Saved entries
****************************************
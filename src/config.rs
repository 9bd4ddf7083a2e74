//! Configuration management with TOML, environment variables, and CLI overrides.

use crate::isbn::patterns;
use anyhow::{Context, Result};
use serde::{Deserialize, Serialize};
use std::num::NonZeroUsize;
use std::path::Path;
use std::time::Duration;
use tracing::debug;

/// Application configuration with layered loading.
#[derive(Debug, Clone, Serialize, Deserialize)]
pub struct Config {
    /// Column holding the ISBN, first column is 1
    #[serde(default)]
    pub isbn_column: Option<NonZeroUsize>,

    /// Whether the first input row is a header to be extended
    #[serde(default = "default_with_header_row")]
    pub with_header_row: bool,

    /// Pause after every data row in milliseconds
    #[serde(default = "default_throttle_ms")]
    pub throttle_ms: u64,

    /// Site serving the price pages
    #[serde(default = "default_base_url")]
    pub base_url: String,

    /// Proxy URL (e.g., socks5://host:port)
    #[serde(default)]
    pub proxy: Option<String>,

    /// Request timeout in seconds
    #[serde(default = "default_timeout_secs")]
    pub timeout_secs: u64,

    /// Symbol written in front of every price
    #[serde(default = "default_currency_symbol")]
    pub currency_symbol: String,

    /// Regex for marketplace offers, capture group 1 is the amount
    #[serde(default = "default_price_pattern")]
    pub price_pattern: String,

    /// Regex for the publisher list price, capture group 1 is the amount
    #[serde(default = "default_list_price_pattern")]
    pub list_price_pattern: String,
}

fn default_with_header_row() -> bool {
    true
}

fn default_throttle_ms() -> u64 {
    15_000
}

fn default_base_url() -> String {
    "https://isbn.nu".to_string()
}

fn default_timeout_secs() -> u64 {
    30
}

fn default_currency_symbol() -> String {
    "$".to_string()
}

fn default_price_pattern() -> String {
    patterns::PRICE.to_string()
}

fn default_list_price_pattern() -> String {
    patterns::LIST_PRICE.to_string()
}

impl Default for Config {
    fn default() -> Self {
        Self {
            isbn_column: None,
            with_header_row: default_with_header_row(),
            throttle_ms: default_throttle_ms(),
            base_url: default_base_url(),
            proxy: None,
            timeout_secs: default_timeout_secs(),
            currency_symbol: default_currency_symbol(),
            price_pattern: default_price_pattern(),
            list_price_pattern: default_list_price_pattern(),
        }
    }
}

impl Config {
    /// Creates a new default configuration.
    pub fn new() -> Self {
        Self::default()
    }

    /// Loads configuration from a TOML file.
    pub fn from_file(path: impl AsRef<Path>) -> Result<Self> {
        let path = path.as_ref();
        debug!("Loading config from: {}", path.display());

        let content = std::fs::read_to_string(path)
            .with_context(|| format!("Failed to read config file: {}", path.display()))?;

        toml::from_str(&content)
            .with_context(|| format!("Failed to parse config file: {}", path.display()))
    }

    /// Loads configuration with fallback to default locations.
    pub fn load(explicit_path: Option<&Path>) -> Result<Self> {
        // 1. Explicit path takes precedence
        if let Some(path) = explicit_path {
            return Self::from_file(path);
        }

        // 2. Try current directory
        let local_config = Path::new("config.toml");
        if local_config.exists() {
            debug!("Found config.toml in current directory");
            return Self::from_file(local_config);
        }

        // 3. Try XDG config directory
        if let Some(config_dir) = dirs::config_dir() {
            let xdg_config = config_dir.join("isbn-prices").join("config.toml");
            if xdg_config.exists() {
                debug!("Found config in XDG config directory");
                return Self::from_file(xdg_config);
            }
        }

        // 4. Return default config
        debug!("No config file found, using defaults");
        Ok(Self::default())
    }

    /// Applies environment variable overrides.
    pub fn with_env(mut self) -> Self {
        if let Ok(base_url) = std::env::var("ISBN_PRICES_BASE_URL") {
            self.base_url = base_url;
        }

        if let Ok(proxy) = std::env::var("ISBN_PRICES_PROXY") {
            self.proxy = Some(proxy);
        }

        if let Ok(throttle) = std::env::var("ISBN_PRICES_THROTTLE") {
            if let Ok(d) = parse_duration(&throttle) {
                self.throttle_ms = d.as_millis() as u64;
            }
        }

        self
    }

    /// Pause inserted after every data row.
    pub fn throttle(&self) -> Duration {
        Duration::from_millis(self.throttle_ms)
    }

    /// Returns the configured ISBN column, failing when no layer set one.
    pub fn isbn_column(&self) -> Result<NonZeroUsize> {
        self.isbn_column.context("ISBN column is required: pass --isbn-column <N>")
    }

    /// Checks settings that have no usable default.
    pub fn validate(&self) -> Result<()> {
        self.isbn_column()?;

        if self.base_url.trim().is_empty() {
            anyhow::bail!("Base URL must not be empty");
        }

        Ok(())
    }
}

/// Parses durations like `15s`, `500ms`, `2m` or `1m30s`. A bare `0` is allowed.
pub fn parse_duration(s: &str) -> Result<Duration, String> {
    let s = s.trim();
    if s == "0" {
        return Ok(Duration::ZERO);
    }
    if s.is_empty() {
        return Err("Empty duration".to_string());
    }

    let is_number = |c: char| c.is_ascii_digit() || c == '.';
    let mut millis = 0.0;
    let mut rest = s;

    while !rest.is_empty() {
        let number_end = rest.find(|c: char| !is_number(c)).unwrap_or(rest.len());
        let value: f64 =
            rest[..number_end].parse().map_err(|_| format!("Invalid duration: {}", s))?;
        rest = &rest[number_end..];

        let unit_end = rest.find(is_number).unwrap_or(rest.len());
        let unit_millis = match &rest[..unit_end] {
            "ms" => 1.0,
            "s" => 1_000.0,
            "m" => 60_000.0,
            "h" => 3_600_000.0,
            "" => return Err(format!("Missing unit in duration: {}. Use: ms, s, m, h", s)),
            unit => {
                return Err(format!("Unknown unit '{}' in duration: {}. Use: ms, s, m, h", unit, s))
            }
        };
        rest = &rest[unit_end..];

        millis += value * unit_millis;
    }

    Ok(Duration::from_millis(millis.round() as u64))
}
****************************************
Task statement> Find the string "current" in the records, then copy each line where it occurs.

Result of the task>
        // 2. Try current directory
            debug!("Found config.toml in current directory");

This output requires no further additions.